DATA FOR THE TASK -
//! Quote finalization: payment succeeded, convert the quote into an order,
//! a committed stop, and one unit of slot capacity.

use bevy_ecs::prelude::World;
use chrono::{DateTime, Utc};
use tracing::debug;

use crate::ecs::{DeliverySlot, Order, Quote, QuoteState, ScheduledStop};
use crate::error::PricingError;
use crate::store::{register_stop, QuoteIndex};
use crate::telemetry::{FinalizedOrderRecord, PricingTelemetry};
use crate::util::IdSource;

#[derive(Debug, Clone, PartialEq, Eq)]
pub enum FinalizeOutcome {
    /// First finalization: one order, one stop, capacity incremented.
    Finalized { order_id: String, stop_id: String },
    /// Replayed payment signal; nothing changed.
    AlreadyFinalized,
}

/// Finalize a quote at most once.
///
/// The whole transition runs under exclusive world access, so concurrent
/// payment signals for the same slot cannot lose a capacity update. Replays
/// are no-ops; expired quotes are rejected.
pub fn finalize_quote(
    world: &mut World,
    quote_id: &str,
    now: DateTime<Utc>,
) -> Result<FinalizeOutcome, PricingError> {
    let quote_entity = world
        .resource::<QuoteIndex>()
        .get(quote_id)
        .ok_or_else(|| PricingError::QuoteNotFound(quote_id.to_string()))?;
    let quote = world
        .get::<Quote>(quote_entity)
        .ok_or_else(|| PricingError::QuoteNotFound(quote_id.to_string()))?
        .clone();

    if quote.state == QuoteState::Finalized {
        world.resource_mut::<PricingTelemetry>().finalize_replays += 1;
        debug!(quote = %quote.id, "finalize replay ignored");
        return Ok(FinalizeOutcome::AlreadyFinalized);
    }
    if quote.is_expired(now) {
        return Err(PricingError::QuoteExpired {
            quote_id: quote.id,
            locked_until: quote.locked_until,
        });
    }

    let slot_start = {
        let mut slot = world
            .get_mut::<DeliverySlot>(quote.slot)
            .ok_or_else(|| PricingError::SlotNotFound(quote.slot_id.clone()))?;
        slot.capacity_used = (slot.capacity_used + 1).min(slot.capacity_total);
        slot.start_at
    };

    let (order_id, stop_id) = {
        let mut ids = world.resource_mut::<IdSource>();
        (ids.next("ord"), ids.next("st"))
    };

    world.spawn(Order {
        id: order_id.clone(),
        quote_id: quote.id.clone(),
        cart_id: quote.cart_id.clone(),
        slot_id: quote.slot_id.clone(),
        subtotal_cents: quote.subtotal_cents,
        delivery_fee_cents: quote.delivery_fee_cents,
        discount_cents: quote.discount_cents,
        total_cents: quote.total_cents,
        lat: quote.lat,
        lon: quote.lon,
        confirmed_at: now,
    });

    if let Some(mut stored) = world.get_mut::<Quote>(quote_entity) {
        stored.state = QuoteState::Finalized;
    }

    // The new stop lands at the slot start, inside the window it batches into.
    register_stop(
        world,
        ScheduledStop {
            id: stop_id.clone(),
            lat: quote.lat,
            lon: quote.lon,
            scheduled_at: slot_start,
            weight: 1.0,
        },
    );

    let mut telemetry = world.resource_mut::<PricingTelemetry>();
    telemetry.finalized_orders.push(FinalizedOrderRecord {
        order_id: order_id.clone(),
        quote_id: quote.id.clone(),
        slot_id: quote.slot_id.clone(),
        subtotal_cents: quote.subtotal_cents,
        delivery_fee_cents: quote.delivery_fee_cents,
        discount_cents: quote.discount_cents,
        total_cents: quote.total_cents,
        lat: quote.lat,
        lon: quote.lon,
        finalized_at: now,
    });

    debug!(quote = %quote.id, order = %order_id, stop = %stop_id, "quote finalized");

    Ok(FinalizeOutcome::Finalized { order_id, stop_id })
}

TASK ITEM -
Within the material above, find the lines that contain the word "stored"; copy them.

EXERCISE RESULT -
    if let Some(mut stored) = world.get_mut::<Quote>(quote_entity) {
        stored.state = QuoteState::Finalized;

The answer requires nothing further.